*** Block opens ***

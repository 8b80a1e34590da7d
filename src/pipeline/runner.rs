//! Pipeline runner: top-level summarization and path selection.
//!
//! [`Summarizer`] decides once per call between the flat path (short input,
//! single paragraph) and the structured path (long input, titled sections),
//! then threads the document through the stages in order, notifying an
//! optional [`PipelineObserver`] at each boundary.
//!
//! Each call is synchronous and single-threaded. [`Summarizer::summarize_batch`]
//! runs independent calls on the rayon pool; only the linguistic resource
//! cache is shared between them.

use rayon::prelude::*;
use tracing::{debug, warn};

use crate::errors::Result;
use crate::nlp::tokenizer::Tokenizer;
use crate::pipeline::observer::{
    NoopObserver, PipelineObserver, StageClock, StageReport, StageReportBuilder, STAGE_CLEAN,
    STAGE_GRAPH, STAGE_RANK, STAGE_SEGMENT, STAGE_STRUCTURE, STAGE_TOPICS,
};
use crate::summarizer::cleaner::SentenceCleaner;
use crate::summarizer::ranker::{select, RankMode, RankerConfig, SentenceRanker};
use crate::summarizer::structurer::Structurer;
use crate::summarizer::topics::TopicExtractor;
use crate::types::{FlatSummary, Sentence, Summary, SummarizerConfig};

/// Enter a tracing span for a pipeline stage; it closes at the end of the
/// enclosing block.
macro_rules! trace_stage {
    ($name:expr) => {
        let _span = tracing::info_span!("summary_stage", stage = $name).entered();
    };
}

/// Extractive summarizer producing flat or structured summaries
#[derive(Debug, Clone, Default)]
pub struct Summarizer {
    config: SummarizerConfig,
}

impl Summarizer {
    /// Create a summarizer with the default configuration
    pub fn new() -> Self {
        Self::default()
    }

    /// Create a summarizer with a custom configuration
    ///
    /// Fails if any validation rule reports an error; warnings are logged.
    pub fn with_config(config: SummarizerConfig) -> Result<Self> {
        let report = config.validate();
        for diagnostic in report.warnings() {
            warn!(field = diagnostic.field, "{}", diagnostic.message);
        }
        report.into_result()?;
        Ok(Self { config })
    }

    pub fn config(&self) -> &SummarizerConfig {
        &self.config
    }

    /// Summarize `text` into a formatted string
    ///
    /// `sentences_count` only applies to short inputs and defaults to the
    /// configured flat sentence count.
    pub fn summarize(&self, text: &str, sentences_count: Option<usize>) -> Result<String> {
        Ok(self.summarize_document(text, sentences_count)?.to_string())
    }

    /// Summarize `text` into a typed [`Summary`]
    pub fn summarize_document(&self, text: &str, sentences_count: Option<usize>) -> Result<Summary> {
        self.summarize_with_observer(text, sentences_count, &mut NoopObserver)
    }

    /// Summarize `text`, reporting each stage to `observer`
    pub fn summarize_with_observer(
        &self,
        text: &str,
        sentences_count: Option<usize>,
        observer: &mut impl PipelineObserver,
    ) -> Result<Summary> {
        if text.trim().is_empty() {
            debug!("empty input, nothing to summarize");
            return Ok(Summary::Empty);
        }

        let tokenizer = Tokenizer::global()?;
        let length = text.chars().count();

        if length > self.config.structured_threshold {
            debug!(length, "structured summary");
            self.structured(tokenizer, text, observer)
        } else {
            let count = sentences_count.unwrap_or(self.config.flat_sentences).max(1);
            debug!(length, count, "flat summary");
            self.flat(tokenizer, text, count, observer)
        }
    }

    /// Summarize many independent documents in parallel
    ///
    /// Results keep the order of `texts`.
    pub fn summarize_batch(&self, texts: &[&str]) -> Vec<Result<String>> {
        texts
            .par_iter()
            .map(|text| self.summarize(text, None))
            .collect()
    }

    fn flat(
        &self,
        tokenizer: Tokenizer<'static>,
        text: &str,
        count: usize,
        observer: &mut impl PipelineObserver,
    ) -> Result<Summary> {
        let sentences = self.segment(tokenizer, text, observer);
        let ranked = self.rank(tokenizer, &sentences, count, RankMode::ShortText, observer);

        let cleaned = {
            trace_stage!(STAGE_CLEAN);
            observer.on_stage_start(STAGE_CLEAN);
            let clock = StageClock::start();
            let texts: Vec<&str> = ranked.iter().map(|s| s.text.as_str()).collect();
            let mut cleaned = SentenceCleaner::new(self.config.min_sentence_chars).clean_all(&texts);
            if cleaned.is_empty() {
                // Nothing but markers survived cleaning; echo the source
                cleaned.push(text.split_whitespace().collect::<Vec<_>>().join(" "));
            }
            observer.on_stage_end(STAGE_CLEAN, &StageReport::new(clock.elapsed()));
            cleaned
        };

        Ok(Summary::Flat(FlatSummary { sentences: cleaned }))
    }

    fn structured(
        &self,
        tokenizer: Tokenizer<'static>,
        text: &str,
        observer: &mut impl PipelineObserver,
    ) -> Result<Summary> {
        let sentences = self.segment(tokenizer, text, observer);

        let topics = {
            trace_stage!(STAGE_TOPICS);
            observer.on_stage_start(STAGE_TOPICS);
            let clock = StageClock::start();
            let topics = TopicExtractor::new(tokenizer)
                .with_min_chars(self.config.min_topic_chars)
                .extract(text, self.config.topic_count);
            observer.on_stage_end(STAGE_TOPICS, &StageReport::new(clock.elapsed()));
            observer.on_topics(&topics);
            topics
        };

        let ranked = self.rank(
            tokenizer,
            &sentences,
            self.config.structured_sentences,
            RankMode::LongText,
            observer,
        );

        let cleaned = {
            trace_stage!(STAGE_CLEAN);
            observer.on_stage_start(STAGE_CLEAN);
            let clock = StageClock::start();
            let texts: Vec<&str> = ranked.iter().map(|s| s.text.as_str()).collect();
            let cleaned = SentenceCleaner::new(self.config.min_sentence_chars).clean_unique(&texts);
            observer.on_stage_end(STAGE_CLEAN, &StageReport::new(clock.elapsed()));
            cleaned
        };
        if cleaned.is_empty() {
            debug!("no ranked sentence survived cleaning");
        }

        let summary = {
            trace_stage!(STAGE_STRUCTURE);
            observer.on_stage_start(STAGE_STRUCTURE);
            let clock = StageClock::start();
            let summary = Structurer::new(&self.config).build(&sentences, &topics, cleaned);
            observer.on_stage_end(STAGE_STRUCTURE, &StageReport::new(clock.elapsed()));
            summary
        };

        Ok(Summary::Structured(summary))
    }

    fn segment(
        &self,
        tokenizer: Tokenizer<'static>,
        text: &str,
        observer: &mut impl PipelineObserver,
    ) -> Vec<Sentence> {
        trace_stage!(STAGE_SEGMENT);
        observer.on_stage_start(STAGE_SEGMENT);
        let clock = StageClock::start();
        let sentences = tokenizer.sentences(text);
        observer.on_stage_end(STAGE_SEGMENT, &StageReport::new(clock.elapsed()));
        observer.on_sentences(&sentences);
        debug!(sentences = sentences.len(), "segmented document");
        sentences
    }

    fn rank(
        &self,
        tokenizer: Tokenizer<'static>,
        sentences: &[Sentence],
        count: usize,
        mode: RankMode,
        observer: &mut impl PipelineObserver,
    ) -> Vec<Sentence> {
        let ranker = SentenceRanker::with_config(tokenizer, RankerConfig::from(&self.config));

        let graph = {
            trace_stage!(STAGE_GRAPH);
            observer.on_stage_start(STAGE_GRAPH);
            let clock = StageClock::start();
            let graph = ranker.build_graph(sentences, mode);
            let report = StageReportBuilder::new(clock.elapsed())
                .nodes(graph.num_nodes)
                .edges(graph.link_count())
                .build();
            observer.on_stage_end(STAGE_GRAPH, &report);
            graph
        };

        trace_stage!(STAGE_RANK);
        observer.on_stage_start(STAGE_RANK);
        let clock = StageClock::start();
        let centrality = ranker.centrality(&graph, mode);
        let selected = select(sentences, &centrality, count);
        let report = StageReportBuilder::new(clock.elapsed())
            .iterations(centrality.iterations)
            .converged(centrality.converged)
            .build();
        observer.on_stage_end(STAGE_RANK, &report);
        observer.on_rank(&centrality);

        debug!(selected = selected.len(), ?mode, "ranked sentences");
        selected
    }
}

*** Block closes ***

▶ _Exercise_: Pick every line of the data that includes the string "path".

▶ _Your response_:
//! Pipeline runner: top-level summarization and path selection.
//! [`Summarizer`] decides once per call between the flat path (short input,
//! single paragraph) and the structured path (long input, titled sections),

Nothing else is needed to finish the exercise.